Se guardiamo alla longevità e alla tenuta nel tempo, Ascendance mostra purtroppo il fianco: la campagna principale si esaurisce in circa sei o sette ore. A questo, si aggiunga che al momento non esiste un vero e proprio endgame capace di trattenere il giocatore dopo i titoli di coda; una volta completata la storia, l’unico incentivo a tornare su Nosgoth è rappresentato dalla ricerca di alcuni collezionabili sparsi per i livelli o dal tentativo di completare le sfide a una difficoltà superiore. La natura “mordi e fuggi” della produzione cozza con la profondità che storicamente ha contraddistinto la saga, lasciando l’amaro in bocca a chi sperava in un’avventura capace di dipanarsi su binari più articolati. La rigenerazione dell’interesse è affidata quasi esclusivamente al fattore nostalgia e alla bellezza delle cutscene animate, elementi che però non bastano a nascondere una struttura ludica che, alla lunga, rivela una certa basicità di contenuti.

Spostando il focus sulla pura performance hardware e sulla resa estetica su Xbox Series X, il titolo sceglie la via della pixel art stilizzata, una decisione che potrebbe inarcare qualche sopracciglio. Se da un lato i fondali multistrato e l’uso neon della palette cromatica restituiscono un Nosgoth vibrante e cupo, dall’altro alcuni sprite dei personaggi appaiono forse un po’ troppo retrò, privi di quel dettaglio che avrebbe potuto elevarli al moderno sentire della pixel art. Le prestazioni sono granitiche, con 60fps quasi sempre costanti e caricamenti praticamente inesistenti grazie all’SSD della console, ma è una fluidità che non riesce a compensare una certa rigidità nelle animazioni di salto e arrampicata. Inserire però un commento sul comparto sonoro è doveroso, poiché rappresenta la vera punta di diamante della produzione: la colonna sonora firmata da Celldweller è un trionfo di “industrial-orchestral” che mescola cori gregoriani e synth aggressivi, creando un tappeto audio che avvolge il giocatore con una potenza devastante. L’effettistica è altrettanto curata, con suoni viscerali che rendono ogni squartamento soddisfacente, anche quando la parte visiva fatica a tenere il passo. Va ovviamente segnalato anche la presenza delle voci originali dei protagonisti immortali dei primi capitoli, un “colpo al cuore” che restituisce immediatamente quel tono teatrale e solenne che ha reso Nosgoth immortale.

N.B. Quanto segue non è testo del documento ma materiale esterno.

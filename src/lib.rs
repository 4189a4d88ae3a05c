//! Live browser view of an SDN controller's topology: switches, hosts, links
//! and computed routes, laid out with a force-directed simulation.

use leptos::prelude::*;
use leptos_meta::*;
use leptos_router::components::*;
use leptos_router::path;
use log::{Level, info};

// Modules
mod components;
pub mod config;
mod pages;
pub mod topology;
pub mod transport;

// Top-Level pages
use crate::pages::home::Home;
use crate::pages::not_found::NotFound;

/// Initialize logging and panic hooks for the WASM target.
pub fn init_logging() {
	let _ = console_log::init_with_level(Level::Debug);
	console_error_panic_hook::set_once();
	info!("Logging initialized");
}

/// An app router which renders the topology page and handles 404's
#[component]
pub fn App() -> impl IntoView {
	// Provides context that manages stylesheets, titles, meta tags, etc.
	provide_meta_context();

	view! {
		<Html attr:lang="en" attr:dir="ltr" attr:data-theme="light" />

		// sets the document title
		<Title text="SDN Topology" />

		// injects metadata in the <head> of the page
		<Meta charset="UTF-8" />
		<Meta name="viewport" content="width=device-width, initial-scale=1.0" />

		<Router>
			<Routes fallback=|| view! { <NotFound /> }>
				<Route path=path!("/") view=Home />
			</Routes>
		</Router>
	}
}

Legacy of Kain Ascendance3

In conclusione, Legacy of Kain: Ascendance è un ritorno agrodolce che sembra più un esperimento di riscaldamento che una vera e propria resurrezione. È un titolo che vive di sprazzi di qualità, specialmente estetica e sonora, ma che inciampa pesantemente a livello di gameplay, piuttosto limitato e ripetitivo, ed a livello di longevità e ispirazione narrativa. Per i fan più accaniti sarà un piacere effimero ritrovare i propri eroi, soprattutto pensando al costo d’accesso basso, ma per tutti gli altri rimane un action platform basico e che fatica a distinguersi in un mercato oggi estremamente competitivo e variegato.